The Patriot Act's Section 215 requires
American bookstores and public libraries to surrender to the
FBI lists of books or other materials that customers or patrons
have accessed. As with past FBI library watch campaigns, libraries
are instructed under order of law to not disclose the FBI's presence
or interest in the reading habits of particular patrons. Alerting
patrons, or the public of the occurrence of an FBI library visit
brings threats of arrest.
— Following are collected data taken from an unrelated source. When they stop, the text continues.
//! The indexed 232-entry palette.
//!
//! Indices 0-15 are the sixteen basic colors, given as literal values.
//! Indices 16-231 are the 6x6x6 color cube, enumerated red-outermost and
//! blue-innermost so that `index = 16 + 36*r + 6*g + b` as in the standard
//! 256-color layout. The grayscale ramp (232-255) is not part of the palette.
//!
//! A [`Palette`] is built once and never mutated. Reverse lookups are
//! precomputed hash maps.
//!
//! # Examples
//!
//! ```
//! use ansi_rgb::color::Rgb;
//! use ansi_rgb::palette::Palette;
//!
//! let palette = Palette::new();
//! assert_eq!(palette.len(), 232);
//! assert_eq!(palette.rgb_of(16), Some(Rgb::new(0, 0, 0)));
//! assert_eq!(palette.rgb_of(231), Some(Rgb::new(255, 255, 255)));
//! assert_eq!(palette.index_of("5f87af"), Some(67));
//! ```

use std::collections::HashMap;

use crate::color::Rgb;

/// Number of palette entries (basic 16 + 216 cube).
pub const PALETTE_SIZE: usize = 232;

/// First cube index.
pub const CUBE_START: u8 = 16;

/// Last cube index.
pub const CUBE_END: u8 = 231;

/// The six channel levels of the color cube.
pub const CUBE_LEVELS: [u8; 6] = [0x00, 0x5f, 0x87, 0xaf, 0xd7, 0xff];

/// The sixteen basic colors: eight standard followed by eight bright.
pub const BASIC_COLORS: [Rgb; 16] = [
    Rgb::new(0x00, 0x00, 0x00), // 0: Black
    Rgb::new(0x80, 0x00, 0x00), // 1: Maroon
    Rgb::new(0x00, 0x80, 0x00), // 2: Green
    Rgb::new(0x80, 0x80, 0x00), // 3: Olive
    Rgb::new(0x00, 0x00, 0x80), // 4: Navy
    Rgb::new(0x80, 0x00, 0x80), // 5: Purple
    Rgb::new(0x00, 0x80, 0x80), // 6: Teal
    Rgb::new(0xc0, 0xc0, 0xc0), // 7: Silver
    Rgb::new(0x80, 0x80, 0x80), // 8: Grey
    Rgb::new(0xff, 0x00, 0x00), // 9: Red
    Rgb::new(0x00, 0xff, 0x00), // 10: Lime
    Rgb::new(0xff, 0xff, 0x00), // 11: Yellow
    Rgb::new(0x00, 0x00, 0xff), // 12: Blue
    Rgb::new(0xff, 0x00, 0xff), // 13: Fuchsia
    Rgb::new(0x00, 0xff, 0xff), // 14: Aqua
    Rgb::new(0xff, 0xff, 0xff), // 15: White
];

/// Index of a cube entry from its per-channel level indices (each `0..6`).
#[must_use]
pub const fn cube_index(r_level: u8, g_level: u8, b_level: u8) -> u8 {
    CUBE_START + 36 * r_level + 6 * g_level + b_level
}

/// Immutable indexed palette with precomputed reverse lookups.
#[derive(Debug, Clone, PartialEq, Eq)]
pub struct Palette {
    entries: [Rgb; PALETTE_SIZE],
    /// Every entry, lowest index wins on duplicate colors.
    by_color: HashMap<Rgb, u8>,
    /// Cube entries only. Complete for every triplet on the level grid.
    by_cube_color: HashMap<Rgb, u8>,
}

impl Default for Palette {
    fn default() -> Self {
        Self::new()
    }
}

impl Palette {
    /// Build the palette.
    #[must_use]
    pub fn new() -> Self {
        let mut entries = [Rgb::default(); PALETTE_SIZE];
        entries[..BASIC_COLORS.len()].copy_from_slice(&BASIC_COLORS);

        let mut index = usize::from(CUBE_START);
        for &r in &CUBE_LEVELS {
            for &g in &CUBE_LEVELS {
                for &b in &CUBE_LEVELS {
                    entries[index] = Rgb::new(r, g, b);
                    index += 1;
                }
            }
        }

        let mut by_color = HashMap::with_capacity(PALETTE_SIZE);
        let mut by_cube_color = HashMap::with_capacity(PALETTE_SIZE - BASIC_COLORS.len());
        for (i, &rgb) in entries.iter().enumerate() {
            #[expect(clippy::cast_possible_truncation, reason = "PALETTE_SIZE is 232")]
            let i = i as u8;
            by_color.entry(rgb).or_insert(i);
            if i >= CUBE_START {
                by_cube_color.insert(rgb, i);
            }
        }

        log::debug!(
            "built palette: {} entries, {} distinct colors",
            entries.len(),
            by_color.len()
        );

        Self {
            entries,
            by_color,
            by_cube_color,
        }
    }

    /// Number of entries (always 232).
    #[must_use]
    pub const fn len(&self) -> usize {
        PALETTE_SIZE
    }

    /// Always false; present for API symmetry with `len`.
    #[must_use]
    pub const fn is_empty(&self) -> bool {
        false
    }

    /// RGB value at `index`, or `None` past the end of the palette.
    #[must_use]
    pub fn rgb_of(&self, index: u8) -> Option<Rgb> {
        self.entries.get(usize::from(index)).copied()
    }

    /// Lowest index holding the given hex color, if any.
    ///
    /// Malformed hex simply yields `None`.
    #[must_use]
    pub fn index_of(&self, hex: &str) -> Option<u8> {
        Rgb::parse(hex).ok().and_then(|rgb| self.index_of_rgb(rgb))
    }

    /// Lowest index holding `rgb`, if any.
    #[must_use]
    pub fn index_of_rgb(&self, rgb: Rgb) -> Option<u8> {
        self.by_color.get(&rgb).copied()
    }

    /// Cube index holding `rgb`, if `rgb` lies on the cube grid.
    #[must_use]
    pub fn cube_index_of(&self, rgb: Rgb) -> Option<u8> {
        self.by_cube_color.get(&rgb).copied()
    }

    /// Whether `index` falls in the cube sub-range.
    #[must_use]
    pub const fn is_cube(index: u8) -> bool {
        index >= CUBE_START && index <= CUBE_END
    }

    /// `(index, color)` pairs in index order.
    pub fn entries(&self) -> impl Iterator<Item = (u8, Rgb)> + '_ {
        (0u8..).zip(self.entries.iter().copied())
    }
}
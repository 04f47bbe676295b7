//! Thread safety tests for ansi_rgb.
//!
//! Verifies that public types are Send + Sync and that one colorizer can be
//! shared across threads without locking.

use ansi_rgb::prelude::*;
use std::sync::Arc;
use std::thread;

/// Helper function to verify a type is Send + Sync at compile time.
fn assert_send_sync<T: Send + Sync>() {}

#[test]
fn test_types_are_send_sync() {
    assert_send_sync::<Colorizer>();
    assert_send_sync::<ColorizerBuilder>();
    assert_send_sync::<Palette>();
    assert_send_sync::<Rgb>();
    assert_send_sync::<ColorError>();
    assert_send_sync::<TextStyle>();
    assert_send_sync::<Attributes>();
    assert_send_sync::<MatchPolicy>();
    assert_send_sync::<Preset>();
}

#[test]
fn test_shared_colorizer_concurrent_quantize() {
    let colorizer = Arc::new(Colorizer::new());
    let expected: Vec<u8> = (0u8..=255)
        .map(|v| colorizer.quantize_rgb(Rgb::new(v, v.wrapping_mul(7), v.wrapping_mul(13))))
        .collect();
    let expected = Arc::new(expected);

    let handles: Vec<_> = (0..8)
        .map(|_| {
            let colorizer = Arc::clone(&colorizer);
            let expected = Arc::clone(&expected);
            thread::spawn(move || {
                for v in 0u8..=255 {
                    let rgb = Rgb::new(v, v.wrapping_mul(7), v.wrapping_mul(13));
                    assert_eq!(
                        colorizer.quantize(&rgb.hex()).unwrap(),
                        expected[usize::from(v)]
                    );
                }
            })
        })
        .collect();

    for handle in handles {
        handle.join().expect("thread panicked");
    }
}

#[test]
fn test_shared_colorizer_concurrent_sequences() {
    let colorizer = Arc::new(Colorizer::new());

    let handles: Vec<_> = TextStyle::ALL
        .into_iter()
        .map(|style| {
            let colorizer = Arc::clone(&colorizer);
            thread::spawn(move || {
                let out = colorizer.color_by_index(1, Some(2), Some(style));
                (style, out)
            })
        })
        .collect();

    for handle in handles {
        let (style, out) = handle.join().expect("thread panicked");
        assert_eq!(
            out,
            format!("\x1b[0m\x1b[{}m\x1b[48;5;2m\x1b[38;5;1m", style.code())
        );
    }
}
Some library's have adopted a policy
of hanging signs in library entry ways declaring "The FBI
has not visited here today," with community understandings
that these signs will be removed upon an FBI visit.
The American
Library Association's (ALA) Code of Ethics explicitly calls
for the protection of intellectual freedom and instructs librarians
to "resist all efforts to censor library resources,"
and to "protect each library user's right to privacy and
confidentiality with respect to information sought or received
and resources consulted, borrowed, acquired or transmitted".
Over a year ago governmental repository libraries quietly began
complying with censorial governmental demands to remove specific
materials that were thought to be of possible use to terrorists.
Today we find the FBI resurrecting its old discredited Library
Watch Program in the name of fighting terrorism with only words
of complain, not acts of defiance from American librarians.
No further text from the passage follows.